Parallel symmetric immobile DNA junctions as substrates for E. coli RuvC Holliday junction resolvase.

Abstract

RuvC is a well-characterized Holliday junction resolvase from E. coli. The presence of symmetry in its preferred recognition sequence leads to ambiguity in the position of the crossover point in the junction, because a symmetric junction can undergo branch migration. Symmetric immobile junctions are junctions that contain such symmetric sites, but are prevented from migrating by their physical characteristics. RuvC activity had been analyzed previously by traditional symmetric immobile junctions, in which the helix axes are held antiparallel in a double-crossover motif. Bowtie junctions are branched four-arm molecules containing 5',5' and 3',3' linkages at their crossover points. A new type of symmetric immobile junction can be made by flanking the crossover point of a Bowtie junction with a symmetric sequence. The junction is immobile because mobility would lead to pairing between parallel, rather than antiparallel, nucleotide pairs.

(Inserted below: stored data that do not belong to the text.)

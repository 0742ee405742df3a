//! Configuration module for dsnotify-node.
//!
//! Handles loading configuration from a TOML file and applying CLI
//! overrides on top of it.

pub mod file;

use crate::config::file::FileConfig;
use dsnotify_core::DispatcherConfig;
use dsnotify_sdk::config::{ConsensusParams, Network};
use dsnotify_sdk::objects::Deployment;
use std::collections::HashMap;
use std::path::{Path, PathBuf};
use thiserror::Error;

/// Errors that can occur during configuration loading.
#[derive(Debug, Error)]
pub enum ConfigError {
    #[error("failed to read config file: {0}")]
    IoError(#[from] std::io::Error),

    #[error("failed to parse config file: {0}")]
    ParseError(#[from] toml::de::Error),

    #[error("validation error: {0}")]
    ValidationError(String),
}

/// Settings given on the command line that take precedence over the file.
#[derive(Debug, Clone, Copy, Default)]
pub struct CliOverrides {
    pub lite_mode: bool,
    pub no_wallet: bool,
}

/// Validated runtime configuration.
#[derive(Debug, Clone)]
pub struct NodeConfig {
    pub network: Network,
    pub dispatcher: DispatcherConfig,
    pub wallet: bool,
    pub deployments: HashMap<Deployment, u32>,
    pub initial_block_download_below: Option<u32>,
}

pub struct ConfigLoader {
    config_path: PathBuf,
    overrides: CliOverrides,
}

impl ConfigLoader {
    pub fn new(config_path: impl AsRef<Path>, overrides: CliOverrides) -> Self {
        Self {
            config_path: config_path.as_ref().to_path_buf(),
            overrides,
        }
    }

    /// Read, override, validate and convert the configuration file.
    pub fn load(&self) -> Result<NodeConfig, ConfigError> {
        let content = std::fs::read_to_string(&self.config_path)?;
        let mut file_config: FileConfig = toml::from_str(&content)?;

        if self.overrides.lite_mode {
            file_config.node.lite_mode = true;
        }
        if self.overrides.no_wallet {
            file_config.node.wallet = false;
        }

        self.validate(&file_config)?;
        Ok(build_node_config(file_config))
    }

    fn validate(&self, config: &FileConfig) -> Result<(), ConfigError> {
        let mut seen = Vec::with_capacity(config.deployments.len());
        for entry in &config.deployments {
            if seen.contains(&entry.deployment) {
                return Err(ConfigError::ValidationError(format!(
                    "deployment {} is configured more than once",
                    entry.deployment
                )));
            }
            seen.push(entry.deployment);
        }
        Ok(())
    }
}

fn build_node_config(file_config: FileConfig) -> NodeConfig {
    let network = file_config.node.network;
    let consensus = match file_config.consensus {
        Some(section) => ConsensusParams {
            dip0001_height: section.dip0001_height,
        },
        None => ConsensusParams::for_network(network),
    };

    NodeConfig {
        network,
        dispatcher: DispatcherConfig {
            lite_mode: file_config.node.lite_mode,
            consensus,
        },
        wallet: file_config.node.wallet,
        deployments: file_config
            .deployments
            .into_iter()
            .map(|d| (d.deployment, d.activation_height))
            .collect(),
        initial_block_download_below: file_config.replay.initial_block_download_below,
    }
}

In contrast to conventional Holliday junctions and their analogues, the Bowtie junction assumes a parallel, rather than antiparallel, helical domain conformation, offering a new type of substrate for Holliday junction resolvases. Here, we report the digestion of Bowtie junctions by RuvC. We demonstrate that Bowtie junctions can function as symmetric immobile junctions in this system. We also show that RuvC cleaves antiparallel junctions much more efficiently than parallel junctions, where the protein can bind (and cleave) only one site at a time. These data suggest that the presence of two binding sites leads to communication between the two subunits of the enzyme to increase its activity.